* Extracted records *
----------
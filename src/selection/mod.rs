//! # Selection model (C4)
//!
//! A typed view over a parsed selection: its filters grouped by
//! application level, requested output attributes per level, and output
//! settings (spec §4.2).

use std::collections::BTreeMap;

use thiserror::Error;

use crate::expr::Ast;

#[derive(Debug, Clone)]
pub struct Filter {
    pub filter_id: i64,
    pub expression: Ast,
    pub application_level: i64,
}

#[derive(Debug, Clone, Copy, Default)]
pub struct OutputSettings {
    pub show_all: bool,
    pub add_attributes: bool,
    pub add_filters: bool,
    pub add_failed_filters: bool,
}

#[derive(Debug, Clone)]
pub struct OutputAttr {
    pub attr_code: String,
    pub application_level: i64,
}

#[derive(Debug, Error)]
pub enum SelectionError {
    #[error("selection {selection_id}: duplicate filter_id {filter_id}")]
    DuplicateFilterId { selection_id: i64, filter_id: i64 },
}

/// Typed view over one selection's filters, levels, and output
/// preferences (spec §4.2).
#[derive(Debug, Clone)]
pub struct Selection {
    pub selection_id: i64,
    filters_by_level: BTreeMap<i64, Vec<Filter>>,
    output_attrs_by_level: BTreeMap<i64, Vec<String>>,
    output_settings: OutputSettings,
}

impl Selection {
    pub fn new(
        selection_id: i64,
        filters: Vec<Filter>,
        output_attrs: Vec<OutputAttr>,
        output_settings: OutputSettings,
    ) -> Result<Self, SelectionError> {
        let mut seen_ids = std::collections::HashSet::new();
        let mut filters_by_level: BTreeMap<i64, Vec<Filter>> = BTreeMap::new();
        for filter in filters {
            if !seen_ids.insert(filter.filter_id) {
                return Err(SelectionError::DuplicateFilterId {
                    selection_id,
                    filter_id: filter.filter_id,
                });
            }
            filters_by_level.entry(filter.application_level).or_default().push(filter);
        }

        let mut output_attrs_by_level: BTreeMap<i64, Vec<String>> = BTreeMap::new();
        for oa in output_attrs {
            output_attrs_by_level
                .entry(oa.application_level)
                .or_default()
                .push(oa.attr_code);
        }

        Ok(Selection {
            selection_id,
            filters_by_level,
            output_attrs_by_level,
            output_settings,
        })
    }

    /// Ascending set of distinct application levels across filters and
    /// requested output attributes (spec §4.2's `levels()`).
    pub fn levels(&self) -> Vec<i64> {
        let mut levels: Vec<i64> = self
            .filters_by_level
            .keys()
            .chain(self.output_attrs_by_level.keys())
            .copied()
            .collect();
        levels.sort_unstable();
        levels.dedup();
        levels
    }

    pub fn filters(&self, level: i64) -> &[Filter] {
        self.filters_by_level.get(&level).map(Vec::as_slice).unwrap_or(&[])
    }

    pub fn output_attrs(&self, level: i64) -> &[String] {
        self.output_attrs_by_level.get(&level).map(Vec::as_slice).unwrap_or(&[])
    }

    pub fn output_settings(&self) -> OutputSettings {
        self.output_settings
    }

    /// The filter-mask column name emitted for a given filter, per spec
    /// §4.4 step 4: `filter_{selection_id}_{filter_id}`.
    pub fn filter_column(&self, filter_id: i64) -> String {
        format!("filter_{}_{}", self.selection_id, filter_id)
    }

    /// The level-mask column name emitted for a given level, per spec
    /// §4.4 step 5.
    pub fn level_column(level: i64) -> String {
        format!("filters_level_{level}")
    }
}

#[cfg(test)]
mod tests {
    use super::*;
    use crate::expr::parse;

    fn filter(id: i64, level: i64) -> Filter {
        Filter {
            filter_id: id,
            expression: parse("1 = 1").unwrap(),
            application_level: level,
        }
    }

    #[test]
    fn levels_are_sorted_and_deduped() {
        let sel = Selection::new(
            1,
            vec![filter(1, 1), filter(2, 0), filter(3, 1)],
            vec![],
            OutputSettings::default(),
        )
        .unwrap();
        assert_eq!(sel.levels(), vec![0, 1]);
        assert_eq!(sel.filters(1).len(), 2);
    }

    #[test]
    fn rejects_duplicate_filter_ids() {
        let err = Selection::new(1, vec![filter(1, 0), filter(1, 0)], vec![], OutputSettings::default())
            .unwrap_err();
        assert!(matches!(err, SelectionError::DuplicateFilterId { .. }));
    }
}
----------
Leaving nothing out, print each line above exactly.

filename src/selection/mod.rs
//! # Selection model (C4)
//!
//! A typed view over a parsed selection: its filters grouped by
//! application level, requested output attributes per level, and output
//! settings (spec §4.2).

use std::collections::BTreeMap;

use thiserror::Error;

use crate::expr::Ast;

#[derive(Debug, Clone)]
pub struct Filter {
    pub filter_id: i64,
    pub expression: Ast,
    pub application_level: i64,
}

#[derive(Debug, Clone, Copy, Default)]
pub struct OutputSettings {
    pub show_all: bool,
    pub add_attributes: bool,
    pub add_filters: bool,
    pub add_failed_filters: bool,
}

#[derive(Debug, Clone)]
pub struct OutputAttr {
    pub attr_code: String,
    pub application_level: i64,
}

#[derive(Debug, Error)]
pub enum SelectionError {
    #[error("selection {selection_id}: duplicate filter_id {filter_id}")]
    DuplicateFilterId { selection_id: i64, filter_id: i64 },
}

/// Typed view over one selection's filters, levels, and output
/// preferences (spec §4.2).
#[derive(Debug, Clone)]
pub struct Selection {
    pub selection_id: i64,
    filters_by_level: BTreeMap<i64, Vec<Filter>>,
    output_attrs_by_level: BTreeMap<i64, Vec<String>>,
    output_settings: OutputSettings,
}

impl Selection {
    pub fn new(
        selection_id: i64,
        filters: Vec<Filter>,
        output_attrs: Vec<OutputAttr>,
        output_settings: OutputSettings,
    ) -> Result<Self, SelectionError> {
        let mut seen_ids = std::collections::HashSet::new();
        let mut filters_by_level: BTreeMap<i64, Vec<Filter>> = BTreeMap::new();
        for filter in filters {
            if !seen_ids.insert(filter.filter_id) {
                return Err(SelectionError::DuplicateFilterId {
                    selection_id,
                    filter_id: filter.filter_id,
                });
            }
            filters_by_level.entry(filter.application_level).or_default().push(filter);
        }

        let mut output_attrs_by_level: BTreeMap<i64, Vec<String>> = BTreeMap::new();
        for oa in output_attrs {
            output_attrs_by_level
                .entry(oa.application_level)
                .or_default()
                .push(oa.attr_code);
        }

        Ok(Selection {
            selection_id,
            filters_by_level,
            output_attrs_by_level,
            output_settings,
        })
    }

    /// Ascending set of distinct application levels across filters and
    /// requested output attributes (spec §4.2's `levels()`).
    pub fn levels(&self) -> Vec<i64> {
        let mut levels: Vec<i64> = self
            .filters_by_level
            .keys()
            .chain(self.output_attrs_by_level.keys())
            .copied()
            .collect();
        levels.sort_unstable();
        levels.dedup();
        levels
    }

    pub fn filters(&self, level: i64) -> &[Filter] {
        self.filters_by_level.get(&level).map(Vec::as_slice).unwrap_or(&[])
    }

    pub fn output_attrs(&self, level: i64) -> &[String] {
        self.output_attrs_by_level.get(&level).map(Vec::as_slice).unwrap_or(&[])
    }

    pub fn output_settings(&self) -> OutputSettings {
        self.output_settings
    }

    /// The filter-mask column name emitted for a given filter, per spec
    /// §4.4 step 4: `filter_{selection_id}_{filter_id}`.
    pub fn filter_column(&self, filter_id: i64) -> String {
        format!("filter_{}_{}", self.selection_id, filter_id)
    }

    /// The level-mask column name emitted for a given level, per spec
    /// §4.4 step 5.
    pub fn level_column(level: i64) -> String {
        format!("filters_level_{level}")
    }
}

#[cfg(test)]
mod tests {
    use super::*;
    use crate::expr::parse;

    fn filter(id: i64, level: i64) -> Filter {
        Filter {
            filter_id: id,
            expression: parse("1 = 1").unwrap(),
            application_level: level,
        }
    }

    #[test]
    fn levels_are_sorted_and_deduped() {
        let sel = Selection::new(
            1,
            vec![filter(1, 1), filter(2, 0), filter(3, 1)],
            vec![],
            OutputSettings::default(),
        )
        .unwrap();
        assert_eq!(sel.levels(), vec![0, 1]);
        assert_eq!(sel.filters(1).len(), 2);
    }

    #[test]
    fn rejects_duplicate_filter_ids() {
        let err = Selection::new(1, vec![filter(1, 0), filter(1, 0)], vec![], OutputSettings::default())
            .unwrap_err();
        assert!(matches!(err, SelectionError::DuplicateFilterId { .. }));
    }
}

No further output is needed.